Twingo, leading the way for finding the optimal solution
When asked about Twingo’s contribution to the process, Elad says: “Twingo’s consultation was helpful beyond words and it is why we are advancing to our stage II in the world of data lake, which is less “live” and time-sensitive, but it is required for heavy scale issues. We are looking to the future and into the worlds of data lake 2023, including Iceberg, alongside Twingo to be prepared for whatever comes.”

“Twingo has also proved itself priceless for us in terms of technology and pipeline choice and GA readiness.”’,he adds, “At our starting point, we were at 15 seconds per query and now we’re down to less than a second. Basing our solution on the compliance with Kafka, the choice of datastore, the queries, and their fine-tuning – Twingo’s help was immeasurable. In terms of mediation and support, the process would not have been streamlined without Twingo’s assistance.”

About Imperva
Imperva is a leading cybersecurity company aiming at protecting enterprise data and application software, through all stages of digital transformation. Imperva offers a wide range of products and solutions for application security and also data, network and cloud-native security and security automation.

Founded in 2002, Imperva now employs over 1,200 employees worldwide, with headquarters in San Mateo, CA and 17 offices around the world, over 500 international partners and over 6,000 enterprise customers in some 150 countries. Imperva leads her field of expertise and was rewarded and recognized worldwide

About Twingo
Twingo specializes in the fields of Big-Data, Data Lake, and BI Analytics.

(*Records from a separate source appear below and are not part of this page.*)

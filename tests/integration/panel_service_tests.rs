//! Integration tests for the PanelService → encoder → validator → link
//! pipeline, driven entirely through mock adapters.

use crate::mock_hw::{DisplayCall, FakeClock, MemConfig, MockHardware, MockSerial, RecordingSink};

use secpanel::app::events::AppEvent;
use secpanel::app::ports::{ConfigError, ConfigPort, Notice};
use secpanel::app::service::PanelService;
use secpanel::config::SystemConfig;
use secpanel::panel::{ArmState, TagId};
use secpanel::protocol::companion::{self, AlarmLevel};
use secpanel::protocol::{self, StatusFrame};

const FIRST_TAG: TagId = TagId(9_804_081);
const SECOND_TAG: TagId = TagId(9_770_265);

struct Rig {
    panel: PanelService,
    hw: MockHardware,
    companion: MockSerial,
    debug: MockSerial,
    sink: RecordingSink,
}

impl Rig {
    fn new() -> Self {
        let mut sink = RecordingSink::new();
        let mut panel = PanelService::new(&SystemConfig::default());
        panel.start(0, &mut sink);
        Self {
            panel,
            hw: MockHardware::new(),
            companion: MockSerial::new(),
            debug: MockSerial::new(),
            sink,
        }
    }

    fn cycle(&mut self) -> Vec<u8> {
        self.panel
            .tick(&mut self.hw, &mut self.companion, &mut self.debug, &mut self.sink);
        self.companion.last().map(<[u8]>::to_vec).unwrap_or_default()
    }
}

// ── Arm / disarm ──────────────────────────────────────────────

#[test]
fn first_known_tag_arms_the_panel() {
    let mut rig = Rig::new();
    assert_eq!(rig.panel.state(), ArmState::Unarmed);

    rig.hw.present_tag(FIRST_TAG);
    let line = rig.cycle();

    assert_eq!(rig.panel.state(), ArmState::Armed);
    assert_eq!(line, b"00001\n");
    assert_eq!(rig.sink.arm_changes(), 1);
}

#[test]
fn same_tag_again_disarms_and_clears_display() {
    let mut rig = Rig::new();
    rig.hw.present_tag(FIRST_TAG);
    rig.cycle();

    rig.hw.present_tag(FIRST_TAG);
    let line = rig.cycle();

    assert_eq!(rig.panel.state(), ArmState::Unarmed);
    assert_eq!(line[4], b'0');
    assert_eq!(rig.hw.clears(), 1);
}

#[test]
fn either_known_tag_toggles() {
    let mut rig = Rig::new();
    rig.hw.present_tag(SECOND_TAG);
    rig.cycle();
    assert_eq!(rig.panel.state(), ArmState::Armed);

    rig.hw.present_tag(FIRST_TAG);
    rig.cycle();
    assert_eq!(rig.panel.state(), ArmState::Unarmed);
}

#[test]
fn unknown_tag_is_ignored_but_reported() {
    let mut rig = Rig::new();
    rig.hw.present_tag(TagId(1234));
    let line = rig.cycle();

    assert_eq!(rig.panel.state(), ArmState::Unarmed);
    assert_eq!(line, b"00000\n");
    assert_eq!(rig.sink.unknown_tags(), vec![TagId(1234)]);
    assert_eq!(rig.hw.clears(), 0);
}

#[test]
fn tag_absent_keeps_state_across_cycles() {
    let mut rig = Rig::new();
    rig.hw.present_tag(FIRST_TAG);
    rig.cycle();
    for _ in 0..5 {
        rig.cycle();
    }
    assert_eq!(rig.panel.state(), ArmState::Armed);
    assert_eq!(rig.sink.arm_changes(), 1);
}

// ── Door / motion gating ──────────────────────────────────────

#[test]
fn door_open_while_armed_sets_door_bit() {
    let mut rig = Rig::new();
    rig.hw.present_tag(FIRST_TAG);
    rig.cycle();

    rig.hw.open_door();
    let line = rig.cycle();

    assert_eq!(line, b"00101\n");
    assert_eq!(rig.hw.shown(), vec![Notice::DoorOpened]);
}

#[test]
fn door_open_while_unarmed_is_suppressed() {
    let mut rig = Rig::new();
    rig.hw.open_door();
    let line = rig.cycle();

    assert_eq!(line[protocol::record::DOOR_POS], b'0');
    assert!(rig.hw.shown().is_empty());
}

#[test]
fn motion_is_gated_like_the_door() {
    let mut rig = Rig::new();
    rig.hw.raw.motion_level = true;
    assert_eq!(rig.cycle(), b"00000\n");

    rig.hw.present_tag(FIRST_TAG);
    assert_eq!(rig.cycle(), b"00011\n");
}

#[test]
fn arming_and_door_open_in_same_cycle_reports_door() {
    let mut rig = Rig::new();
    rig.hw.open_door();
    rig.hw.present_tag(FIRST_TAG);

    assert_eq!(rig.cycle(), b"00101\n");
}

// ── Environmental alarms ──────────────────────────────────────

#[test]
fn smoke_above_threshold_without_humidity() {
    let mut rig = Rig::new();
    rig.hw.raw.smoke_ppm = 1500;
    let line = rig.cycle();

    assert_eq!(line[0], b'0');
    assert_eq!(line[1], b'1');
    assert_eq!(rig.hw.shown(), vec![Notice::SmokeDetected]);
}

#[test]
fn humidity_and_smoke_report_regardless_of_arm_state() {
    let mut rig = Rig::new();
    rig.hw.raw.humidity_percent = 90;
    rig.hw.raw.smoke_ppm = 4000;
    assert_eq!(rig.cycle(), b"11000\n");
}

#[test]
fn identical_inputs_give_identical_frames() {
    let mut rig = Rig::new();
    rig.hw.present_tag(FIRST_TAG);
    rig.cycle();
    rig.companion.writes.clear();

    rig.hw.raw.humidity_percent = 90;
    rig.hw.raw.smoke_ppm = 4000;
    rig.hw.open_door();
    rig.hw.raw.motion_level = true;
    for _ in 0..10 {
        rig.cycle();
    }

    assert_eq!(rig.companion.writes.len(), 10);
    assert!(rig.companion.writes.iter().all(|w| w.as_slice() == b"11111\n"));
}

#[test]
fn values_at_threshold_do_not_alarm() {
    let mut rig = Rig::new();
    rig.hw.raw.humidity_percent = 60;
    rig.hw.raw.smoke_ppm = 1000;
    assert_eq!(rig.cycle(), b"00000\n");
}

#[test]
fn notices_fire_once_per_alarm_onset() {
    let mut rig = Rig::new();
    rig.hw.raw.smoke_ppm = 2000;
    rig.cycle();
    rig.cycle();
    rig.cycle();
    assert_eq!(rig.hw.shown(), vec![Notice::SmokeDetected]);

    rig.hw.raw.smoke_ppm = 50;
    rig.cycle();
    rig.hw.raw.smoke_ppm = 2000;
    rig.cycle();
    assert_eq!(rig.hw.shown().len(), 2);
}

#[test]
fn notices_follow_lcd_order() {
    let mut rig = Rig::new();
    rig.hw.present_tag(FIRST_TAG);
    rig.cycle();

    rig.hw.raw.humidity_percent = 99;
    rig.hw.raw.smoke_ppm = 3000;
    rig.hw.raw.motion_level = true;
    rig.hw.open_door();
    assert_eq!(rig.cycle(), b"11111\n");
    assert_eq!(
        rig.hw.shown(),
        vec![
            Notice::DoorOpened,
            Notice::SmokeDetected,
            Notice::WaterDetected,
            Notice::MotionDetected,
        ]
    );
}

#[test]
fn disarming_clears_before_any_new_notice() {
    let mut rig = Rig::new();
    rig.hw.present_tag(FIRST_TAG);
    rig.cycle();

    rig.hw.present_tag(FIRST_TAG);
    rig.hw.raw.smoke_ppm = 3000;
    rig.cycle();

    let tail: Vec<DisplayCall> = rig.hw.calls.iter().rev().take(2).rev().copied().collect();
    assert_eq!(
        tail,
        vec![DisplayCall::Clear, DisplayCall::Show(Notice::SmokeDetected)]
    );
}

// ── Transmission ──────────────────────────────────────────────

#[test]
fn every_valid_cycle_goes_to_both_links() {
    let mut rig = Rig::new();
    for _ in 0..3 {
        rig.cycle();
    }
    assert_eq!(rig.companion.writes.len(), 3);
    assert_eq!(rig.debug.writes.len(), 3);
    assert_eq!(rig.panel.frames_sent(), 3);
    assert_eq!(rig.panel.frames_dropped(), 0);
    assert_eq!(rig.panel.cycle_count(), 3);
}

#[test]
fn corrupted_frame_is_dropped_silently() {
    let mut companion = MockSerial::new();
    let mut debug = MockSerial::new();

    for pos in 0..protocol::record::CONTENT_LEN {
        let mut frame = StatusFrame::from_bytes(*b"01010\n");
        frame.content_mut()[pos] = b'x';

        assert!(!protocol::is_valid(&frame));
        assert!(!protocol::publish(&frame, &mut companion, &mut debug));
    }

    assert!(companion.writes.is_empty());
    // The debug mirror still sees every attempt.
    assert_eq!(debug.writes.len(), protocol::record::CONTENT_LEN);
}

#[test]
fn status_event_matches_transmitted_frame() {
    let mut rig = Rig::new();
    rig.hw.raw.humidity_percent = 80;
    let line = rig.cycle();

    let last_status = rig.sink.events.iter().rev().find_map(|e| match e {
        AppEvent::Status(r) => Some(*r),
        _ => None,
    });
    let record = last_status.expect("a status event per cycle");
    assert_eq!(record.to_frame().as_bytes().as_slice(), line.as_slice());
    assert_eq!(rig.panel.last_record(), record);
    assert_eq!(rig.panel.frame().as_bytes().as_slice(), line.as_slice());
}

#[test]
fn companion_can_decode_what_the_panel_sends() {
    let mut rig = Rig::new();
    rig.hw.present_tag(FIRST_TAG);
    rig.cycle();
    rig.hw.raw.smoke_ppm = 5000;
    let line = rig.cycle();

    let status = companion::decode_line(&line).expect("panel output decodes");
    assert_eq!(status.smoke, AlarmLevel::Alarm);
    assert_eq!(status.flood, AlarmLevel::Normal);
    assert_eq!(status.armed, ArmState::Armed);
}

// ── Scheduling ────────────────────────────────────────────────

#[test]
fn wait_and_tick_sleeps_one_interval_per_cycle() {
    let config = SystemConfig::default();
    let mut clock = FakeClock::at(1_000);
    let mut hw = MockHardware::new();
    let mut companion = MockSerial::new();
    let mut debug = MockSerial::new();
    let mut sink = RecordingSink::new();

    let mut panel = PanelService::new(&config);
    panel.start(clock.now, &mut sink);
    assert_eq!(sink.events.first(), Some(&AppEvent::Started(ArmState::Unarmed)));

    panel.wait_and_tick(&mut clock, &mut hw, &mut companion, &mut debug, &mut sink);
    assert_eq!(clock.now, 1_000 + u64::from(config.cycle_interval_ms));
    assert_eq!(hw.reads, 1);

    panel.wait_and_tick(&mut clock, &mut hw, &mut companion, &mut debug, &mut sink);
    assert_eq!(clock.now, 1_000 + 2 * u64::from(config.cycle_interval_ms));
    assert_eq!(hw.reads, 2);
    assert_eq!(companion.writes.len(), 2);
}

#[test]
fn wait_and_tick_does_not_drift_with_slow_cycles() {
    let config = SystemConfig::default();
    let interval = u64::from(config.cycle_interval_ms);
    let mut clock = FakeClock::at(0);
    let mut hw = MockHardware::new();
    let mut companion = MockSerial::new();
    let mut debug = MockSerial::new();
    let mut sink = RecordingSink::new();

    let mut panel = PanelService::new(&config);
    panel.start(0, &mut sink);

    panel.wait_and_tick(&mut clock, &mut hw, &mut companion, &mut debug, &mut sink);
    // Cycle body took 300 ms; the next one still lands on the grid.
    clock.advance(300);
    panel.wait_and_tick(&mut clock, &mut hw, &mut companion, &mut debug, &mut sink);

    assert_eq!(clock.now, 2 * interval);
}

// ── Config round-trip through the port ────────────────────────

#[test]
fn config_port_rejects_invalid_and_keeps_previous() {
    let store = MemConfig::default();
    assert_eq!(store.load().ok(), Some(SystemConfig::default()));

    let tuned = SystemConfig {
        smoke_high_ppm: 700,
        ..SystemConfig::default()
    };
    store.save(&tuned).expect("valid config saves");

    let broken = SystemConfig {
        known_tags: [5, 5],
        ..SystemConfig::default()
    };
    assert!(matches!(
        store.save(&broken),
        Err(ConfigError::ValidationFailed(_))
    ));
    assert_eq!(store.load().ok(), Some(tuned.clone()));

    // A panel built from the stored config uses its thresholds.
    let mut panel = PanelService::new(&tuned);
    let mut hw = MockHardware::new();
    hw.raw.smoke_ppm = 800;
    let mut companion = MockSerial::new();
    let mut debug = MockSerial::new();
    let mut sink = RecordingSink::new();
    let report = panel.tick(&mut hw, &mut companion, &mut debug, &mut sink);
    assert!(report.record.smoke);
    assert!(report.sent);
}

The company consults, assimilates, and sells software solutions and projects in its area of expertise.

The company specializes in architecture design, choosing the right technologies, cloud transition, SAAS solutions, OEM solutions, and consulting ML, Scalability, Multi-Tenant solution design.
Over the past few years, we have led over 150 Big Data projects for leading companies in every vertical.

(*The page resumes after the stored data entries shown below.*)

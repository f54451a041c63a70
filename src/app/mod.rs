//! Application core: pure domain logic, zero I/O.
//!
//! This module contains the panel's per-cycle orchestration: sensor
//! reduction, arm transitions, record encoding and gated transmission.
//! All interaction with hardware happens through **port traits** defined
//! in [`ports`], keeping this layer fully testable without real peripherals.

pub mod events;
pub mod ports;
pub mod service;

We are AWS Premier Partner in the field of Data & Analytics and we’ve seen many of our clients through problem-solving and establishing modified-per-needs environments designed to meet personalized needs.

About SingleStore (Formerly MemSQL) 
Is a cloud-native, operational database built for SPEED & SCALE, dedicated to helping businesses leverage data to reach their full potential and redefine the limits of what’s possible.